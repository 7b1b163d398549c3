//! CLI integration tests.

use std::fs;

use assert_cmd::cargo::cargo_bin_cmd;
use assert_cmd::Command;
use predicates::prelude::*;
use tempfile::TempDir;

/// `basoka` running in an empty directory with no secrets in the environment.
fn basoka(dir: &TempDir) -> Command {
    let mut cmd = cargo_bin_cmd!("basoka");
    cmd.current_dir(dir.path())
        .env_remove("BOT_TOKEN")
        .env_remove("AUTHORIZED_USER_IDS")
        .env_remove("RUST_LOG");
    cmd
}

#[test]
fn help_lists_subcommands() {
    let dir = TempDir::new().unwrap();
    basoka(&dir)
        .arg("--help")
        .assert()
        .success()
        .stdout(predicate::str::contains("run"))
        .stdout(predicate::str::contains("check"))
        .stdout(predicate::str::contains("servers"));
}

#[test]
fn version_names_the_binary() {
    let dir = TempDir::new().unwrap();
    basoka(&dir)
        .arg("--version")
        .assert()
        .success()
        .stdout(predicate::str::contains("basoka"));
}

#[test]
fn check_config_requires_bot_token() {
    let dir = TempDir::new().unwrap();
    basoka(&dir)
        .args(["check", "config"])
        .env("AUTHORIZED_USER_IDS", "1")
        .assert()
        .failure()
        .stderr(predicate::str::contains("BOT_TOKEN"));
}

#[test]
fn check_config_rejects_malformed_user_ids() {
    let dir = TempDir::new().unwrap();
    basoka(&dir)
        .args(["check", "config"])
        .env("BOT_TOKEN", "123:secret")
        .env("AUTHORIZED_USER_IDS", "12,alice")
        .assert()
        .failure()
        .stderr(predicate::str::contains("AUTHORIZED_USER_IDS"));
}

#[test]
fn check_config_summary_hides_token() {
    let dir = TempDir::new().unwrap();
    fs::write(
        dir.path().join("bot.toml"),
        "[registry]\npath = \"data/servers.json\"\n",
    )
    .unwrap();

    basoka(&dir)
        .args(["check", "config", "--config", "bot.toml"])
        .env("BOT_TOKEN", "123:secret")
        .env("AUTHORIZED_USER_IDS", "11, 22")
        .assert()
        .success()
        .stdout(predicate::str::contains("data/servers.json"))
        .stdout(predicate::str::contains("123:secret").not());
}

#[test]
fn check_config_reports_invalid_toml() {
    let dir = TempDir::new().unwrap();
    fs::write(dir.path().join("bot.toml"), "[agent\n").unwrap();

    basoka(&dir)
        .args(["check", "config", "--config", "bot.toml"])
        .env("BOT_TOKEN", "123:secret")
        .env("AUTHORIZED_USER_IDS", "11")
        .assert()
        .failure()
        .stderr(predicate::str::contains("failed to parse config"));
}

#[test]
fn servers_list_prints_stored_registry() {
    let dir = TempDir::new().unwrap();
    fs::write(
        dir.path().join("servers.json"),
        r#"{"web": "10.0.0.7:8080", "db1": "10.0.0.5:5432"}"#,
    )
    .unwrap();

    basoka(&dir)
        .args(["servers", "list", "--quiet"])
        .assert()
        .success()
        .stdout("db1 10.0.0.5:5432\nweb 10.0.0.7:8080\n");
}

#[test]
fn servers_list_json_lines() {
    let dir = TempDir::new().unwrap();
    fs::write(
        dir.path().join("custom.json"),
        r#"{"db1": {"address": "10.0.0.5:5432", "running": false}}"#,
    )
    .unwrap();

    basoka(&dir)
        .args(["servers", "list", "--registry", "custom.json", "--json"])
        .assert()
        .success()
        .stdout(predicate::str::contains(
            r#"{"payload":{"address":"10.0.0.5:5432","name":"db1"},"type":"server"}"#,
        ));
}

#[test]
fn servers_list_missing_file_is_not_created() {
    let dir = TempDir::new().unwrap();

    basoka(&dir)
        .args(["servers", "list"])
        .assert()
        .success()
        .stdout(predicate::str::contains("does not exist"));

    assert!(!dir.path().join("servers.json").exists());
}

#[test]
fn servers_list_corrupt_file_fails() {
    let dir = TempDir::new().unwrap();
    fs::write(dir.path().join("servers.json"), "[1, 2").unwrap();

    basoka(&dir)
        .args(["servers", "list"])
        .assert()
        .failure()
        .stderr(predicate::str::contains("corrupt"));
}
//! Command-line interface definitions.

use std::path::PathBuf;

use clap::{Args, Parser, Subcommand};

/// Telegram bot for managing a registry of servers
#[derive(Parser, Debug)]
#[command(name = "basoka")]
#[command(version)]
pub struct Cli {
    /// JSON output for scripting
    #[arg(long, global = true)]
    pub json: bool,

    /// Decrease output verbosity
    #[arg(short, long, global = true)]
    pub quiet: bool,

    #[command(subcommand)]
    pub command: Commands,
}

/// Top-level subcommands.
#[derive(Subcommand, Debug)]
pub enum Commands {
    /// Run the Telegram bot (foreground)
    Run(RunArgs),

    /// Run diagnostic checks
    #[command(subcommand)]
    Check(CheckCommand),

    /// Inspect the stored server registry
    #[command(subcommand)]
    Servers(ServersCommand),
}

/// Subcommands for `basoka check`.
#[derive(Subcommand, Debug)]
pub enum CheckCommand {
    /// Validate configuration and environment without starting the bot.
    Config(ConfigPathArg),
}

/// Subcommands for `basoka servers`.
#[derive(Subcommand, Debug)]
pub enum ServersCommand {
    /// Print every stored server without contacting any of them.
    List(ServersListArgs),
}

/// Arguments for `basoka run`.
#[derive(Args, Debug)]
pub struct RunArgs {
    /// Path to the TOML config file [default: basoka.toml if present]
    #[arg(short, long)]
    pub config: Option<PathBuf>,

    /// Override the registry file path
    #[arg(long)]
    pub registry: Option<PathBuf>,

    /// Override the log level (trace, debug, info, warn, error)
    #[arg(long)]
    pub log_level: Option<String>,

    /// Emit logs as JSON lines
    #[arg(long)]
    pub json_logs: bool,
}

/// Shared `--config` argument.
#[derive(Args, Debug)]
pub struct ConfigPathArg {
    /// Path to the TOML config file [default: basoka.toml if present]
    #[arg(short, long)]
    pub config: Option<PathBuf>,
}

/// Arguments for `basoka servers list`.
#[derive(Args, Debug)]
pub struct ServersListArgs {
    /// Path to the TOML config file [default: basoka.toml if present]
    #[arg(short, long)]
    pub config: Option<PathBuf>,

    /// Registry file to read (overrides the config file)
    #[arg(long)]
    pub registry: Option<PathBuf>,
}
__________________________________________________
**What is needed**
Every entry must be repeated exactly; none may be skipped.

**Your solution**
repository 7b1b163d398549c3
//! CLI integration tests.

use std::fs;

use assert_cmd::cargo::cargo_bin_cmd;
use assert_cmd::Command;
use predicates::prelude::*;
use tempfile::TempDir;

/// `basoka` running in an empty directory with no secrets in the environment.
fn basoka(dir: &TempDir) -> Command {
    let mut cmd = cargo_bin_cmd!("basoka");
    cmd.current_dir(dir.path())
        .env_remove("BOT_TOKEN")
        .env_remove("AUTHORIZED_USER_IDS")
        .env_remove("RUST_LOG");
    cmd
}

#[test]
fn help_lists_subcommands() {
    let dir = TempDir::new().unwrap();
    basoka(&dir)
        .arg("--help")
        .assert()
        .success()
        .stdout(predicate::str::contains("run"))
        .stdout(predicate::str::contains("check"))
        .stdout(predicate::str::contains("servers"));
}

#[test]
fn version_names_the_binary() {
    let dir = TempDir::new().unwrap();
    basoka(&dir)
        .arg("--version")
        .assert()
        .success()
        .stdout(predicate::str::contains("basoka"));
}

#[test]
fn check_config_requires_bot_token() {
    let dir = TempDir::new().unwrap();
    basoka(&dir)
        .args(["check", "config"])
        .env("AUTHORIZED_USER_IDS", "1")
        .assert()
        .failure()
        .stderr(predicate::str::contains("BOT_TOKEN"));
}

#[test]
fn check_config_rejects_malformed_user_ids() {
    let dir = TempDir::new().unwrap();
    basoka(&dir)
        .args(["check", "config"])
        .env("BOT_TOKEN", "123:secret")
        .env("AUTHORIZED_USER_IDS", "12,alice")
        .assert()
        .failure()
        .stderr(predicate::str::contains("AUTHORIZED_USER_IDS"));
}

#[test]
fn check_config_summary_hides_token() {
    let dir = TempDir::new().unwrap();
    fs::write(
        dir.path().join("bot.toml"),
        "[registry]\npath = \"data/servers.json\"\n",
    )
    .unwrap();

    basoka(&dir)
        .args(["check", "config", "--config", "bot.toml"])
        .env("BOT_TOKEN", "123:secret")
        .env("AUTHORIZED_USER_IDS", "11, 22")
        .assert()
        .success()
        .stdout(predicate::str::contains("data/servers.json"))
        .stdout(predicate::str::contains("123:secret").not());
}

#[test]
fn check_config_reports_invalid_toml() {
    let dir = TempDir::new().unwrap();
    fs::write(dir.path().join("bot.toml"), "[agent\n").unwrap();

    basoka(&dir)
        .args(["check", "config", "--config", "bot.toml"])
        .env("BOT_TOKEN", "123:secret")
        .env("AUTHORIZED_USER_IDS", "11")
        .assert()
        .failure()
        .stderr(predicate::str::contains("failed to parse config"));
}

#[test]
fn servers_list_prints_stored_registry() {
    let dir = TempDir::new().unwrap();
    fs::write(
        dir.path().join("servers.json"),
        r#"{"web": "10.0.0.7:8080", "db1": "10.0.0.5:5432"}"#,
    )
    .unwrap();

    basoka(&dir)
        .args(["servers", "list", "--quiet"])
        .assert()
        .success()
        .stdout("db1 10.0.0.5:5432\nweb 10.0.0.7:8080\n");
}

#[test]
fn servers_list_json_lines() {
    let dir = TempDir::new().unwrap();
    fs::write(
        dir.path().join("custom.json"),
        r#"{"db1": {"address": "10.0.0.5:5432", "running": false}}"#,
    )
    .unwrap();

    basoka(&dir)
        .args(["servers", "list", "--registry", "custom.json", "--json"])
        .assert()
        .success()
        .stdout(predicate::str::contains(
            r#"{"payload":{"address":"10.0.0.5:5432","name":"db1"},"type":"server"}"#,
        ));
}

#[test]
fn servers_list_missing_file_is_not_created() {
    let dir = TempDir::new().unwrap();

    basoka(&dir)
        .args(["servers", "list"])
        .assert()
        .success()
        .stdout(predicate::str::contains("does not exist"));

    assert!(!dir.path().join("servers.json").exists());
}

#[test]
fn servers_list_corrupt_file_fails() {
    let dir = TempDir::new().unwrap();
    fs::write(dir.path().join("servers.json"), "[1, 2").unwrap();

    basoka(&dir)
        .args(["servers", "list"])
        .assert()
        .failure()
        .stderr(predicate::str::contains("corrupt"));
}
//! Command-line interface definitions.

use std::path::PathBuf;

use clap::{Args, Parser, Subcommand};

/// Telegram bot for managing a registry of servers
#[derive(Parser, Debug)]
#[command(name = "basoka")]
#[command(version)]
pub struct Cli {
    /// JSON output for scripting
    #[arg(long, global = true)]
    pub json: bool,

    /// Decrease output verbosity
    #[arg(short, long, global = true)]
    pub quiet: bool,

    #[command(subcommand)]
    pub command: Commands,
}

/// Top-level subcommands.
#[derive(Subcommand, Debug)]
pub enum Commands {
    /// Run the Telegram bot (foreground)
    Run(RunArgs),

    /// Run diagnostic checks
    #[command(subcommand)]
    Check(CheckCommand),

    /// Inspect the stored server registry
    #[command(subcommand)]
    Servers(ServersCommand),
}

/// Subcommands for `basoka check`.
#[derive(Subcommand, Debug)]
pub enum CheckCommand {
    /// Validate configuration and environment without starting the bot.
    Config(ConfigPathArg),
}

/// Subcommands for `basoka servers`.
#[derive(Subcommand, Debug)]
pub enum ServersCommand {
    /// Print every stored server without contacting any of them.
    List(ServersListArgs),
}

/// Arguments for `basoka run`.
#[derive(Args, Debug)]
pub struct RunArgs {
    /// Path to the TOML config file [default: basoka.toml if present]
    #[arg(short, long)]
    pub config: Option<PathBuf>,

    /// Override the registry file path
    #[arg(long)]
    pub registry: Option<PathBuf>,

    /// Override the log level (trace, debug, info, warn, error)
    #[arg(long)]
    pub log_level: Option<String>,

    /// Emit logs as JSON lines
    #[arg(long)]
    pub json_logs: bool,
}

/// Shared `--config` argument.
#[derive(Args, Debug)]
pub struct ConfigPathArg {
    /// Path to the TOML config file [default: basoka.toml if present]
    #[arg(short, long)]
    pub config: Option<PathBuf>,
}

/// Arguments for `basoka servers list`.
#[derive(Args, Debug)]
pub struct ServersListArgs {
    /// Path to the TOML config file [default: basoka.toml if present]
    #[arg(short, long)]
    pub config: Option<PathBuf>,

    /// Registry file to read (overrides the config file)
    #[arg(long)]
    pub registry: Option<PathBuf>,
}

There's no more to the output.